* [WHAT TO WORK ON] From the line below that contains "pub(crate) fn holdout_size(n: usize, test_fraction: f64)" to the line that contains "members.shuffle(rng);", repeat every line exactly, both ends included, and nothing else.
*** Begin section ***
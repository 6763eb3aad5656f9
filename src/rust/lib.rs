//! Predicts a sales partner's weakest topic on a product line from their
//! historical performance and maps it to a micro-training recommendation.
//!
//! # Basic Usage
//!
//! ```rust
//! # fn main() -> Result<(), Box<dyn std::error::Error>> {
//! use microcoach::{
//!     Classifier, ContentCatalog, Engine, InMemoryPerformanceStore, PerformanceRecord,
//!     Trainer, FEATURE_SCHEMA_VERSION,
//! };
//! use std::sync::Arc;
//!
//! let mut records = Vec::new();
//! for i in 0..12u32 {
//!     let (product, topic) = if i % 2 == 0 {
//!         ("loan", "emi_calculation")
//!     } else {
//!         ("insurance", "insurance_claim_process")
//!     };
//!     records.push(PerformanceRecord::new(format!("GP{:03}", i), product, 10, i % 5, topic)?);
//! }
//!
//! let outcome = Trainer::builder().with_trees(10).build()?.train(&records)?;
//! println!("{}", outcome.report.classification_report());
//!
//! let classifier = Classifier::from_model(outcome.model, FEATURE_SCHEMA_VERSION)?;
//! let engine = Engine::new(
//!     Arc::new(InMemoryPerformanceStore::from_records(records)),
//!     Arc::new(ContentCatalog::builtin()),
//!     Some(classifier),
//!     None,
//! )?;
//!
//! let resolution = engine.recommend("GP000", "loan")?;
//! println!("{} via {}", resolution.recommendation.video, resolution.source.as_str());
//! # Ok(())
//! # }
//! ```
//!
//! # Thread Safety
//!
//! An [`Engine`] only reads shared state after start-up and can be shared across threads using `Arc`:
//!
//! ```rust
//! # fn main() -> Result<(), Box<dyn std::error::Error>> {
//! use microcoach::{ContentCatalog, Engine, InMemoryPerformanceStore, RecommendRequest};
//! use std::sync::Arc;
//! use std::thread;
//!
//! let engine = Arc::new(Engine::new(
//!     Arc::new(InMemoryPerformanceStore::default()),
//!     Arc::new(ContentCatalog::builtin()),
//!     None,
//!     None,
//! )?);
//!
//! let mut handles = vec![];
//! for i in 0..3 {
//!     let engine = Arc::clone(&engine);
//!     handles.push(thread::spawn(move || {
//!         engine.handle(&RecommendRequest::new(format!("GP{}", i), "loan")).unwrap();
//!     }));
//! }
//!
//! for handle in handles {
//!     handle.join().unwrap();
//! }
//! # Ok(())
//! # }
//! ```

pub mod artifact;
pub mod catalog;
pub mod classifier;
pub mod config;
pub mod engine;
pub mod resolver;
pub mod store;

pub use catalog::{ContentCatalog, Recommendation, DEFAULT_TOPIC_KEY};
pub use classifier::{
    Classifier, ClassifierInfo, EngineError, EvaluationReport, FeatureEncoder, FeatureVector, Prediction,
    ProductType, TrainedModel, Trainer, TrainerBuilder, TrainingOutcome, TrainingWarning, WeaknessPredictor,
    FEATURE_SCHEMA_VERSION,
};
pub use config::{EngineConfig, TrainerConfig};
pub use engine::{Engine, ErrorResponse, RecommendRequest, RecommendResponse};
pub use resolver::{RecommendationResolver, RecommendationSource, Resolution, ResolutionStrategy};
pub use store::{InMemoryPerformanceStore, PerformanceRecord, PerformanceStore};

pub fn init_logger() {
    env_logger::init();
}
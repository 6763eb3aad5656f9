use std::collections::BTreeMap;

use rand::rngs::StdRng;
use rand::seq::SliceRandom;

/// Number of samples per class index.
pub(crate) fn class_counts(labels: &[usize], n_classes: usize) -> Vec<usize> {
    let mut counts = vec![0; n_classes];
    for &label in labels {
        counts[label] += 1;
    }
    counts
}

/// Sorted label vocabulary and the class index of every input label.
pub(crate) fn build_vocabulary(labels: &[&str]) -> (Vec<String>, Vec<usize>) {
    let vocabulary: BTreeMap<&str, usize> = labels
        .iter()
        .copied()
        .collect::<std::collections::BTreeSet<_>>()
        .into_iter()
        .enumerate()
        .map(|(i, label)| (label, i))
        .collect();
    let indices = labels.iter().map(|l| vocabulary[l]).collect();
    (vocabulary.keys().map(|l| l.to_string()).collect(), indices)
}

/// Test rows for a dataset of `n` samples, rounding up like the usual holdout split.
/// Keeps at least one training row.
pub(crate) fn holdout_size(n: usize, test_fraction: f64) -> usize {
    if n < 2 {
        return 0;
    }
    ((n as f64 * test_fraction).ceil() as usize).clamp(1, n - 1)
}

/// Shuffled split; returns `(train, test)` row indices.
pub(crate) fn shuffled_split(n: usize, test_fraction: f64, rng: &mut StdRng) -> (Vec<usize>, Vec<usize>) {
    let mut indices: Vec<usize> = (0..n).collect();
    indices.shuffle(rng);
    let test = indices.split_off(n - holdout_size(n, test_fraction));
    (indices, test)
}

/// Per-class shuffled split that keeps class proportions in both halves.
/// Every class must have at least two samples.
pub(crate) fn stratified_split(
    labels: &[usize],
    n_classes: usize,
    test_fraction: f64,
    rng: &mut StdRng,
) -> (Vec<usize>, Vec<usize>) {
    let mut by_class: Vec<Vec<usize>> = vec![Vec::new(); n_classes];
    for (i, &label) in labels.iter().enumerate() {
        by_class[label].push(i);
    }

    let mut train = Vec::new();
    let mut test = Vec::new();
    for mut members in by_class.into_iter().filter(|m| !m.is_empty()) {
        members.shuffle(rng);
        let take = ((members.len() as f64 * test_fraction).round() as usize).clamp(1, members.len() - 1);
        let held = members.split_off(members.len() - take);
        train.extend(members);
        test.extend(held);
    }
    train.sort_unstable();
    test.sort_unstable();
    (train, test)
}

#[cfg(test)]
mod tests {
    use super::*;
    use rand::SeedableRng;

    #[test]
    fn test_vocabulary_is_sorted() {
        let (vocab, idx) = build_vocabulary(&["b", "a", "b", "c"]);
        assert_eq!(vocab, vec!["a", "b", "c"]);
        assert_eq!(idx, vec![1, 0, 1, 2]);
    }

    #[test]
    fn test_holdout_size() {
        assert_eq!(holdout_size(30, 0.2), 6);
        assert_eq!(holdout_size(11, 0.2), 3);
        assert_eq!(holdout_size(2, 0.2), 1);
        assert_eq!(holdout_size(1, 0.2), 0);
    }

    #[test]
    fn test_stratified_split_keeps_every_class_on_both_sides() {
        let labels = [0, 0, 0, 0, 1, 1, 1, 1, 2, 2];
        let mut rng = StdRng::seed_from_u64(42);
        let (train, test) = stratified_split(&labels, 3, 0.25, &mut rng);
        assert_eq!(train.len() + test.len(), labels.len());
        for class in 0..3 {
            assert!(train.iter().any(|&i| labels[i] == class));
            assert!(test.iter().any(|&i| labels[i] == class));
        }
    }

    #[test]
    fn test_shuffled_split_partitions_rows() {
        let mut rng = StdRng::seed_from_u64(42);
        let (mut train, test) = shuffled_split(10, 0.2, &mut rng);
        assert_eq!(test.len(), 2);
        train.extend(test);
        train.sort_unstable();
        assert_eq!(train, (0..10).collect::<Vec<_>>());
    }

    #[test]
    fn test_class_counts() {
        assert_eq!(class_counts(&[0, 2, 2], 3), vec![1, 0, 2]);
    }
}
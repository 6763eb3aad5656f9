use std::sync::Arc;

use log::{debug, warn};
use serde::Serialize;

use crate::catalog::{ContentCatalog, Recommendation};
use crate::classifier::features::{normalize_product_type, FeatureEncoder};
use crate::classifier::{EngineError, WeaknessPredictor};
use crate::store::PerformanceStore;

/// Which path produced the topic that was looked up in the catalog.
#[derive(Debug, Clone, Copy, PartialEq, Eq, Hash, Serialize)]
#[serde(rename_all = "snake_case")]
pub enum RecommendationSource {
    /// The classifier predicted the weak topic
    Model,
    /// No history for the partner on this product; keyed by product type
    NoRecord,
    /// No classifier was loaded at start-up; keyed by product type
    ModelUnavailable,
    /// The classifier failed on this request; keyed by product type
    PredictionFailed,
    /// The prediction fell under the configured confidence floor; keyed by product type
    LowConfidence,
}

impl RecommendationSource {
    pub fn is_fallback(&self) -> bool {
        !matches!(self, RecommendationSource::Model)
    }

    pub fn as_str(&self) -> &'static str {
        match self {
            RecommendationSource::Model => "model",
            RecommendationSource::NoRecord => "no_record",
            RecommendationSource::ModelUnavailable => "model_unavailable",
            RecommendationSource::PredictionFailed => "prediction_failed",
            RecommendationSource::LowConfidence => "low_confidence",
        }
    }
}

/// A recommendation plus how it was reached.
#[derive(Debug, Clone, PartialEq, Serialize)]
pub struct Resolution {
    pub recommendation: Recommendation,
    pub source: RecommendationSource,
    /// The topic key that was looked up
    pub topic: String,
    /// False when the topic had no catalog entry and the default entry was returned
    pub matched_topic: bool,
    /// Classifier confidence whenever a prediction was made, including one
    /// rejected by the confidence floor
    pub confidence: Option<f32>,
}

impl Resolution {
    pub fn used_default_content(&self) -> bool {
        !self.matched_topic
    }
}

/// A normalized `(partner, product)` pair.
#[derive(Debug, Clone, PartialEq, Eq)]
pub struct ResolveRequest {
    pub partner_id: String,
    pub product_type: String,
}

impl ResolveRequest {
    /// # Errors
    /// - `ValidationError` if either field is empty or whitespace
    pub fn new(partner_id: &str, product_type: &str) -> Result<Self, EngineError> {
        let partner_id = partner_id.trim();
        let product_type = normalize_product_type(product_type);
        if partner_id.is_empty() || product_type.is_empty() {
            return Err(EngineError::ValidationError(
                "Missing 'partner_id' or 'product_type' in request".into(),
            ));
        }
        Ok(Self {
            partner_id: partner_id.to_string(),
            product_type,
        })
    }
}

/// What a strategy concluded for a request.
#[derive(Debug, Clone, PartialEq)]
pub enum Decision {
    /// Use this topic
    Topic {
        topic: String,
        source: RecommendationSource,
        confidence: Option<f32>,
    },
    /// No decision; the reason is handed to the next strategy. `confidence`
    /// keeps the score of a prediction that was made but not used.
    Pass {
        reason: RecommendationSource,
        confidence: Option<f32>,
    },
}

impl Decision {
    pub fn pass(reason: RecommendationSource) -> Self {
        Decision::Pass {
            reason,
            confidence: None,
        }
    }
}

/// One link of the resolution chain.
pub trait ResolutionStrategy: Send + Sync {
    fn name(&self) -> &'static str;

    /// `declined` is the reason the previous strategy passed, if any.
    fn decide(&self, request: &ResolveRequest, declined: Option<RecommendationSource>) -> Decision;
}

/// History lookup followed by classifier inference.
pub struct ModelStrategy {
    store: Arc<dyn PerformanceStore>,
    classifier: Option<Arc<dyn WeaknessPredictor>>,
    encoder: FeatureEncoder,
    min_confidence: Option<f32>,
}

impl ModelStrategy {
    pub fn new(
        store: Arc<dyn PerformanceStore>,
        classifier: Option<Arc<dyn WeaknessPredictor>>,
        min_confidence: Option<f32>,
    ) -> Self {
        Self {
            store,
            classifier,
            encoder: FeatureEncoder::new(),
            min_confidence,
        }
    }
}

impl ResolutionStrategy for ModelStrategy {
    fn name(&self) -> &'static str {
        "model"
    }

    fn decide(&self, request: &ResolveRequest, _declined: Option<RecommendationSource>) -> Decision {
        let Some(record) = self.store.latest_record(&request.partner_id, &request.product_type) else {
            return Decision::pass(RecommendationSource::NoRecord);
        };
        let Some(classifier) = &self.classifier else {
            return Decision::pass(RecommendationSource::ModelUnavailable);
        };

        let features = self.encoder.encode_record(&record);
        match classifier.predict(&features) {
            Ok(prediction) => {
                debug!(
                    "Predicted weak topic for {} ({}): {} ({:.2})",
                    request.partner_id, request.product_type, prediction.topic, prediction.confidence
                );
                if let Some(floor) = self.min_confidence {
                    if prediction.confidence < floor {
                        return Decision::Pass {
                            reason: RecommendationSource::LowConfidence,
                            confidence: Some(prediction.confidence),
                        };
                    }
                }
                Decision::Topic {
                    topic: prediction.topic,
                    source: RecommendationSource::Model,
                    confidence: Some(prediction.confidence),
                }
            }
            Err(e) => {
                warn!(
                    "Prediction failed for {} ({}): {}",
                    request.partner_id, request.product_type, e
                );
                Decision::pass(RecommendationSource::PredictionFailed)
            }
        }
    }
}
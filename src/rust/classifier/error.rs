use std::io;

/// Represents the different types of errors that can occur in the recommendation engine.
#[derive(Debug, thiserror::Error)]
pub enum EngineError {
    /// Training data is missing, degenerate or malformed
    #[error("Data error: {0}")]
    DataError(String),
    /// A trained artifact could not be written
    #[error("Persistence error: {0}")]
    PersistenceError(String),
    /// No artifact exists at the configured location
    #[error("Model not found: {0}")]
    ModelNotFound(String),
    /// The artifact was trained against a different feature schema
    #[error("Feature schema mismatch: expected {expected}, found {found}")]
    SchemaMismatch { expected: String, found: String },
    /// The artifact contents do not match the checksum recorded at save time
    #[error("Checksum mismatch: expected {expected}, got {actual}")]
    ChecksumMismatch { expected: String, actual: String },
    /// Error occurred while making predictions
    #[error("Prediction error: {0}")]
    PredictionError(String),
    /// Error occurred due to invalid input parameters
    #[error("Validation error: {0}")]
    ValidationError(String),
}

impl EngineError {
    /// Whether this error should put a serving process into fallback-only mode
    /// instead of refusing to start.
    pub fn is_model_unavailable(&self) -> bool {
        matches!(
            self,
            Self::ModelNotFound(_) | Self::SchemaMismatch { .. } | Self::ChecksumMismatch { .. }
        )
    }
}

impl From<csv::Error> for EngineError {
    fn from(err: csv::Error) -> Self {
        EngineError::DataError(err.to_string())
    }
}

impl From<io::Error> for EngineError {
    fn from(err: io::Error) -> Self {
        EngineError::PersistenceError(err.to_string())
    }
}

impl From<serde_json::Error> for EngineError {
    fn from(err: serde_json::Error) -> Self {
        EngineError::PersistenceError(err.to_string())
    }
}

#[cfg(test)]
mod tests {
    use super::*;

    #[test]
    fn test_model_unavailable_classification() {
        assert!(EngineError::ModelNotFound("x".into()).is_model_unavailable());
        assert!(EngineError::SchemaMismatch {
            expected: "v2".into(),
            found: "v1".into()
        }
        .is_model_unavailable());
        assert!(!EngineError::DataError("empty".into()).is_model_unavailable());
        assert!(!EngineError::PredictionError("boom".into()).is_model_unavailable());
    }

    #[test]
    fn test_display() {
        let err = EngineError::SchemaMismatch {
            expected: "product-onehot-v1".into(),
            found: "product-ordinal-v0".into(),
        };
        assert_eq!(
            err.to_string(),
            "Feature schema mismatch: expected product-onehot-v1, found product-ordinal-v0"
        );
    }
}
*** End section ***
* [EXERCISE RESULT]
pub(crate) fn holdout_size(n: usize, test_fraction: f64) -> usize {
    if n < 2 {
        return 0;
    }
    ((n as f64 * test_fraction).ceil() as usize).clamp(1, n - 1)
}

/// Shuffled split; returns `(train, test)` row indices.
pub(crate) fn shuffled_split(n: usize, test_fraction: f64, rng: &mut StdRng) -> (Vec<usize>, Vec<usize>) {
    let mut indices: Vec<usize> = (0..n).collect();
    indices.shuffle(rng);
    let test = indices.split_off(n - holdout_size(n, test_fraction));
    (indices, test)
}

/// Per-class shuffled split that keeps class proportions in both halves.
/// Every class must have at least two samples.
pub(crate) fn stratified_split(
    labels: &[usize],
    n_classes: usize,
    test_fraction: f64,
    rng: &mut StdRng,
) -> (Vec<usize>, Vec<usize>) {
    let mut by_class: Vec<Vec<usize>> = vec![Vec::new(); n_classes];
    for (i, &label) in labels.iter().enumerate() {
        by_class[label].push(i);
    }

    let mut train = Vec::new();
    let mut test = Vec::new();
    for mut members in by_class.into_iter().filter(|m| !m.is_empty()) {
        members.shuffle(rng);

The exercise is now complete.